◆ **Extracted records**:

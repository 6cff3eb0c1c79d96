pub mod apu;
pub mod cartridge;
pub mod joypad;
pub mod ppu;
pub mod timer;

pub use apu::Apu;
pub use cartridge::{Cartridge, CartridgeError, MapperKind};
pub use joypad::{Button, Joypad};
pub use ppu::Ppu;
pub use timer::Timer;
use crate::domain::catalog::{GameResult, GameType};
use crate::domain::listing::{Listing, NewListing, SellerSummary, User};
use crate::transport::http::handlers::{auth, health, listings, search};
use crate::transport::http::types::ApiResponse;
use axum::routing::get;
use axum::Router;
use utoipa::OpenApi;

#[derive(OpenApi)]
#[openapi(
    paths(
        health::healthcheck_handler,
        search::search_handler,
        listings::list_listings_handler,
        listings::create_listing_handler,
        auth::me_handler
    ),
    components(schemas(
        ApiResponse,
        GameResult,
        GameType,
        Listing,
        NewListing,
        SellerSummary,
        User
    ))
)]
pub struct ApiDoc;

pub fn create_router(app_state: crate::transport::http::types::AppState) -> Router {
    Router::new()
        .route("/", get(health::root_handler))
        .route("/health", get(health::healthcheck_handler))
        .route("/api/bgg/search", get(search::search_handler))
        .route(
            "/api/listings",
            get(listings::list_listings_handler).post(listings::create_listing_handler),
        )
        .route("/api/auth/me", get(auth::me_handler))
        .with_state(app_state)
}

◆ **Work to be completed**:
The material should be transcribed exactly, every line included.

◆ **Exercise answer**:
repository 6cff3eb0c1c79d96
pub mod apu;
pub mod cartridge;
pub mod joypad;
pub mod ppu;
pub mod timer;

pub use apu::Apu;
pub use cartridge::{Cartridge, CartridgeError, MapperKind};
pub use joypad::{Button, Joypad};
pub use ppu::Ppu;
pub use timer::Timer;
use crate::domain::catalog::{GameResult, GameType};
use crate::domain::listing::{Listing, NewListing, SellerSummary, User};
use crate::transport::http::handlers::{auth, health, listings, search};
use crate::transport::http::types::ApiResponse;
use axum::routing::get;
use axum::Router;
use utoipa::OpenApi;

#[derive(OpenApi)]
#[openapi(
    paths(
        health::healthcheck_handler,
        search::search_handler,
        listings::list_listings_handler,
        listings::create_listing_handler,
        auth::me_handler
    ),
    components(schemas(
        ApiResponse,
        GameResult,
        GameType,
        Listing,
        NewListing,
        SellerSummary,
        User
    ))
)]
pub struct ApiDoc;

pub fn create_router(app_state: crate::transport::http::types::AppState) -> Router {
    Router::new()
        .route("/", get(health::root_handler))
        .route("/health", get(health::healthcheck_handler))
        .route("/api/bgg/search", get(search::search_handler))
        .route(
            "/api/listings",
            get(listings::list_listings_handler).post(listings::create_listing_handler),
        )
        .route("/api/auth/me", get(auth::me_handler))
        .with_state(app_state)
}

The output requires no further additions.